### About this exercise
Among the records below, find each line that includes the string "ZERO" and copy it.

(Items from a data source)

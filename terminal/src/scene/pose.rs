//! Small vector/pose types for the scene: lerp, Euler rotation and the
//! object-to-world transform.

use std::ops::{Add, Mul, Sub};

#[derive(Debug, Clone, Copy, PartialEq, Default)]
pub struct Vec3 {
    pub x: f32,
    pub y: f32,
    pub z: f32,
}

impl Vec3 {
    pub const ZERO: Vec3 = Vec3 { x: 0.0, y: 0.0, z: 0.0 };

    pub const fn new(x: f32, y: f32, z: f32) -> Self {
        Self { x, y, z }
    }

    pub const fn splat(v: f32) -> Self {
        Self { x: v, y: v, z: v }
    }

    /// Component-wise linear interpolation
    pub fn lerp(self, target: Vec3, t: f32) -> Vec3 {
        Vec3::new(
            lerp(self.x, target.x, t),
            lerp(self.y, target.y, t),
            lerp(self.z, target.z, t),
        )
    }

    /// Rotate by Euler angles in XYZ order (matrix `Rx * Ry * Rz`), so the
    /// Z rotation reaches the vector first.
    pub fn rotate(self, euler: Vec3) -> Vec3 {
        let (sx, cx) = euler.x.sin_cos();
        let (sy, cy) = euler.y.sin_cos();
        let (sz, cz) = euler.z.sin_cos();

        // Z axis
        let x1 = self.x * cz - self.y * sz;
        let y1 = self.x * sz + self.y * cz;
        // Y axis
        let x2 = x1 * cy + self.z * sy;
        let z2 = -x1 * sy + self.z * cy;
        // X axis
        let y3 = y1 * cx - z2 * sx;
        let z3 = y1 * sx + z2 * cx;

        Vec3::new(x2, y3, z3)
    }

    pub fn length(self) -> f32 {
        (self.x * self.x + self.y * self.y + self.z * self.z).sqrt()
    }
}

impl Add for Vec3 {
    type Output = Vec3;
    fn add(self, rhs: Vec3) -> Vec3 {
        Vec3::new(self.x + rhs.x, self.y + rhs.y, self.z + rhs.z)
    }
}

impl Sub for Vec3 {
    type Output = Vec3;
    fn sub(self, rhs: Vec3) -> Vec3 {
        Vec3::new(self.x - rhs.x, self.y - rhs.y, self.z - rhs.z)
    }
}

impl Mul<f32> for Vec3 {
    type Output = Vec3;
    fn mul(self, rhs: f32) -> Vec3 {
        Vec3::new(self.x * rhs, self.y * rhs, self.z * rhs)
    }
}

/// Position, Euler rotation and uniform scale of an animated object.
#[derive(Debug, Clone, Copy, PartialEq)]
pub struct Pose {
    pub position: Vec3,
    pub rotation: Vec3,
    pub scale: f32,
}

impl Default for Pose {
    fn default() -> Self {
        Self {
            position: Vec3::ZERO,
            rotation: Vec3::ZERO,
            scale: 1.0,
        }
    }
}

impl Pose {
    /// Transform a point from object space into world space.
    pub fn apply(&self, local: Vec3) -> Vec3 {
        (local * self.scale).rotate(self.rotation) + self.position
    }
}

/// `a + (b - a) * t`
pub fn lerp(a: f32, b: f32, t: f32) -> f32 {
    a + (b - a) * t
}

#[cfg(test)]
mod tests {
    use super::*;
    use std::f32::consts::FRAC_PI_2;

    fn close(a: Vec3, b: Vec3) -> bool {
        (a - b).length() < 1e-5
    }

    #[test]
    fn test_lerp_endpoints() {
        assert_eq!(lerp(2.0, 10.0, 0.0), 2.0);
        assert_eq!(lerp(2.0, 10.0, 1.0), 10.0);
        assert_eq!(lerp(2.0, 10.0, 0.25), 4.0);
    }

    #[test]
    fn test_rotate_quarter_turns() {
        let x = Vec3::new(1.0, 0.0, 0.0);
        // About Y: +X goes to -Z
        assert!(close(x.rotate(Vec3::new(0.0, FRAC_PI_2, 0.0)), Vec3::new(0.0, 0.0, -1.0)));
        // About Z: +X goes to +Y
        assert!(close(x.rotate(Vec3::new(0.0, 0.0, FRAC_PI_2)), Vec3::new(0.0, 1.0, 0.0)));
        // About X: +Y goes to +Z
        let y = Vec3::new(0.0, 1.0, 0.0);
        assert!(close(y.rotate(Vec3::new(FRAC_PI_2, 0.0, 0.0)), Vec3::new(0.0, 0.0, 1.0)));
    }

    #[test]
    fn test_rotate_applies_z_before_x() {
        // Z takes +X to +Y, then X takes +Y to +Z
        let v = Vec3::new(1.0, 0.0, 0.0).rotate(Vec3::new(FRAC_PI_2, 0.0, FRAC_PI_2));
        assert!(close(v, Vec3::new(0.0, 0.0, 1.0)));
    }

    #[test]
    fn test_pose_apply_scales_then_translates() {
        let pose = Pose {
            position: Vec3::new(1.0, 2.0, 3.0),
            rotation: Vec3::ZERO,
            scale: 2.0,
        };
        assert!(close(pose.apply(Vec3::new(1.0, 0.0, 0.0)), Vec3::new(3.0, 2.0, 3.0)));
    }
}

### Solution to the exercise
    pub const ZERO: Vec3 = Vec3 { x: 0.0, y: 0.0, z: 0.0 };
            position: Vec3::ZERO,
            rotation: Vec3::ZERO,
            rotation: Vec3::ZERO,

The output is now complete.